▶ **GIVEN RECORDS**

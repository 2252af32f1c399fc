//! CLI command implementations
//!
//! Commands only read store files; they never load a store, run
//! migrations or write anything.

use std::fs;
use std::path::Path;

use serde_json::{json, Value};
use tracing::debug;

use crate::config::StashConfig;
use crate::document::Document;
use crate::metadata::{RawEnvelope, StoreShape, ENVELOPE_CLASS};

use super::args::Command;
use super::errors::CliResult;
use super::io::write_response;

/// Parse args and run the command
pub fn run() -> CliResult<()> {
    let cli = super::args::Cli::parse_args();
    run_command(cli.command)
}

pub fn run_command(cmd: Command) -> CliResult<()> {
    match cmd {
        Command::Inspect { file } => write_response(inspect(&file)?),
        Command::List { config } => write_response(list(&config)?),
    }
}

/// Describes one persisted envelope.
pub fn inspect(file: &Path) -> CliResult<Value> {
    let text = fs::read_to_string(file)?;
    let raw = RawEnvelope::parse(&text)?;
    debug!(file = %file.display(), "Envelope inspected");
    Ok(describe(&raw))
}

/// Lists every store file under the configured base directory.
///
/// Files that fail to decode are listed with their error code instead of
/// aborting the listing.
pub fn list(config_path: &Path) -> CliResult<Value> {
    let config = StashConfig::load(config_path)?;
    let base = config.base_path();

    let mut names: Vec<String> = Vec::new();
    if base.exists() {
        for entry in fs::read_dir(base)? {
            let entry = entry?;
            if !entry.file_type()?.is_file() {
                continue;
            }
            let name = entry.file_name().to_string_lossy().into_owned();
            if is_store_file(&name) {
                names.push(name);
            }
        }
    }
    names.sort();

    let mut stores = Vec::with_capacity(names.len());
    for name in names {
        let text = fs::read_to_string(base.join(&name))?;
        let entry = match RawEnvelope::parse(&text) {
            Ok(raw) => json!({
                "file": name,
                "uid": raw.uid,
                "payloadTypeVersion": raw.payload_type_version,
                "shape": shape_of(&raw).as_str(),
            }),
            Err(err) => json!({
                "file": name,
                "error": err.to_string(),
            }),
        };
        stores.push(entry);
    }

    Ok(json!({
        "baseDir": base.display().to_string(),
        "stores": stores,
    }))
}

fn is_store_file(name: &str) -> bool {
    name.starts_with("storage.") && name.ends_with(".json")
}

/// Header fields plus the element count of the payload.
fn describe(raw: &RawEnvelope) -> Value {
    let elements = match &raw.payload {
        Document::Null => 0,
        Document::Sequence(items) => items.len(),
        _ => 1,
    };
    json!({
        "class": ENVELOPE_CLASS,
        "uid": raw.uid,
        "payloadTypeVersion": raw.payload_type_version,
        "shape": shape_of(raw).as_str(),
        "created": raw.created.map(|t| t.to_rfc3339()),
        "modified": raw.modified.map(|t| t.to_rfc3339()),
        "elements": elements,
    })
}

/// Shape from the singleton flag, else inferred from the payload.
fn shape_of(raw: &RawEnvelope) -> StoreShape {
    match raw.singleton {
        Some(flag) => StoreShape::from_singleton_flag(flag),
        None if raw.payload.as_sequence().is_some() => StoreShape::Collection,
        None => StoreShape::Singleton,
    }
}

---

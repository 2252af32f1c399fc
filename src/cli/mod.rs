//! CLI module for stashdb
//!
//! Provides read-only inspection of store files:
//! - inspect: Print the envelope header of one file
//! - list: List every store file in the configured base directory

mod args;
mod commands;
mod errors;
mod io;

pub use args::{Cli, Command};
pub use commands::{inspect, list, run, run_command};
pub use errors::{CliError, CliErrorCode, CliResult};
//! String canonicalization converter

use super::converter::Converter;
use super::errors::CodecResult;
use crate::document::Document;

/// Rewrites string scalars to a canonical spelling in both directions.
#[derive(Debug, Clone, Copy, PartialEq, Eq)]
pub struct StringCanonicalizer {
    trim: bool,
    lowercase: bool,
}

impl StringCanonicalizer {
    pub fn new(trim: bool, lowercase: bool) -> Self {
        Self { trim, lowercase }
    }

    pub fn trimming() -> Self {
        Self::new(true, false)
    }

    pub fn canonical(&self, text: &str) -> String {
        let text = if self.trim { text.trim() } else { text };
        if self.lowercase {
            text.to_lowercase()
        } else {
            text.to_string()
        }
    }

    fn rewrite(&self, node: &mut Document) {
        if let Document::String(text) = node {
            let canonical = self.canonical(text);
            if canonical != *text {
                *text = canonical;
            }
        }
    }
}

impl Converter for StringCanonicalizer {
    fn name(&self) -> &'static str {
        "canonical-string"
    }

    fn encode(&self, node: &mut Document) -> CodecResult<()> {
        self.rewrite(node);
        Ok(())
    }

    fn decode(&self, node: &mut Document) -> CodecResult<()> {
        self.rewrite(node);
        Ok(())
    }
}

---

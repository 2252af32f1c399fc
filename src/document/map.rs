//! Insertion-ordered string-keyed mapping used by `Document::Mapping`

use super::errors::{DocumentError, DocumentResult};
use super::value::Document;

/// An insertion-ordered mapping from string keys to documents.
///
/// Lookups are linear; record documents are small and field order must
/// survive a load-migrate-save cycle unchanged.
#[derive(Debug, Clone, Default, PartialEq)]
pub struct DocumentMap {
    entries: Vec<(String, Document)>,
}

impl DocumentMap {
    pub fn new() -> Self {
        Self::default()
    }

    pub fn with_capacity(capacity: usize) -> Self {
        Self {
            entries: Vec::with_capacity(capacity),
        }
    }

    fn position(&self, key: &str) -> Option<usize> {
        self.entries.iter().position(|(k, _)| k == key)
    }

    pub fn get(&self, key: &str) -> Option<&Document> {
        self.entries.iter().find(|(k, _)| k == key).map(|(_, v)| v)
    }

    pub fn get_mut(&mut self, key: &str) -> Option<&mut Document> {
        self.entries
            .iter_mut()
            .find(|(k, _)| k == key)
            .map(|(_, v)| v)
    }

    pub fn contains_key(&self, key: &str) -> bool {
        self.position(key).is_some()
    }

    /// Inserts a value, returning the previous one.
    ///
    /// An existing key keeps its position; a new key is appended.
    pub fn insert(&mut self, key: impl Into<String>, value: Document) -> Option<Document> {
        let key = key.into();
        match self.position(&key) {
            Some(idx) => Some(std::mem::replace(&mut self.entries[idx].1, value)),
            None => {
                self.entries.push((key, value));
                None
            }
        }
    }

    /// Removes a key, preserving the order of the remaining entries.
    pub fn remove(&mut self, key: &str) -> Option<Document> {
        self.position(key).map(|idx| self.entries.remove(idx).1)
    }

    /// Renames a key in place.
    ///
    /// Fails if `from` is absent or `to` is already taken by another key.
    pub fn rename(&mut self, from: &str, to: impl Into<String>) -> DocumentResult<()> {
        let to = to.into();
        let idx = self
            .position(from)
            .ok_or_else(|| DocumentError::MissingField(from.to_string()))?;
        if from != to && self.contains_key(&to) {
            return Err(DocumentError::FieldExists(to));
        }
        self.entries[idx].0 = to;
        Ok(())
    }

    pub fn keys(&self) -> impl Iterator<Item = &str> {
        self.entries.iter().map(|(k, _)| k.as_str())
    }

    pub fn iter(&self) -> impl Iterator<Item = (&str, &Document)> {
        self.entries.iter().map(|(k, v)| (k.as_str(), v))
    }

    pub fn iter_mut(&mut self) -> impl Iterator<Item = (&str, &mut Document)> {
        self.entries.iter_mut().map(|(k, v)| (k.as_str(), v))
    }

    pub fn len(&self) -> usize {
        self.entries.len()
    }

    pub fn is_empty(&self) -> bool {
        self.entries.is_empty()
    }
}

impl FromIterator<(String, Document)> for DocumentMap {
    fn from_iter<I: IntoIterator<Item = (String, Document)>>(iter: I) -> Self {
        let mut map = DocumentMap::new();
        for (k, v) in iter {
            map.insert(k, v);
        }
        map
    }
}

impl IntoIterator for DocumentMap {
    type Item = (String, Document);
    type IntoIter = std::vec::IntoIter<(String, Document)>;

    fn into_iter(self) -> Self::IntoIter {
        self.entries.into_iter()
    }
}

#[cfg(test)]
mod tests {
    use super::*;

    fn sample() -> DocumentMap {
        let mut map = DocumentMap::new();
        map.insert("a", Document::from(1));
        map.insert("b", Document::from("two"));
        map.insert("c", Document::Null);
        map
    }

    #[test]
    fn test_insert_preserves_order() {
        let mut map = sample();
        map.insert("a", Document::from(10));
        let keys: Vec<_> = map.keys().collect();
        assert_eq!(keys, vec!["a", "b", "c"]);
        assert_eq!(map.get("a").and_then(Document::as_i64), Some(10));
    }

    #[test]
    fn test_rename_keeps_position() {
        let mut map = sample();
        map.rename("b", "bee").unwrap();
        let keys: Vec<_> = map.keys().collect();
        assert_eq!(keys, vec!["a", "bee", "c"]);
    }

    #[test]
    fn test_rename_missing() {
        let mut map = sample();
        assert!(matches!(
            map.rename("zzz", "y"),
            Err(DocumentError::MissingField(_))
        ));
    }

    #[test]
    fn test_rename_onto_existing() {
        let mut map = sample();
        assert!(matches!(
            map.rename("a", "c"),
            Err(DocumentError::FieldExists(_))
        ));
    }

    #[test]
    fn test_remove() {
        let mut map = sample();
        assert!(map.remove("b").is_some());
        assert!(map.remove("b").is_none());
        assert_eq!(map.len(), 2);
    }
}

▶ **PROBLEM STATEMENT**
Once you have counted the lines above that hold the word "flag", report only that total.

▶ **RESPONSE TO THE EXERCISE**
2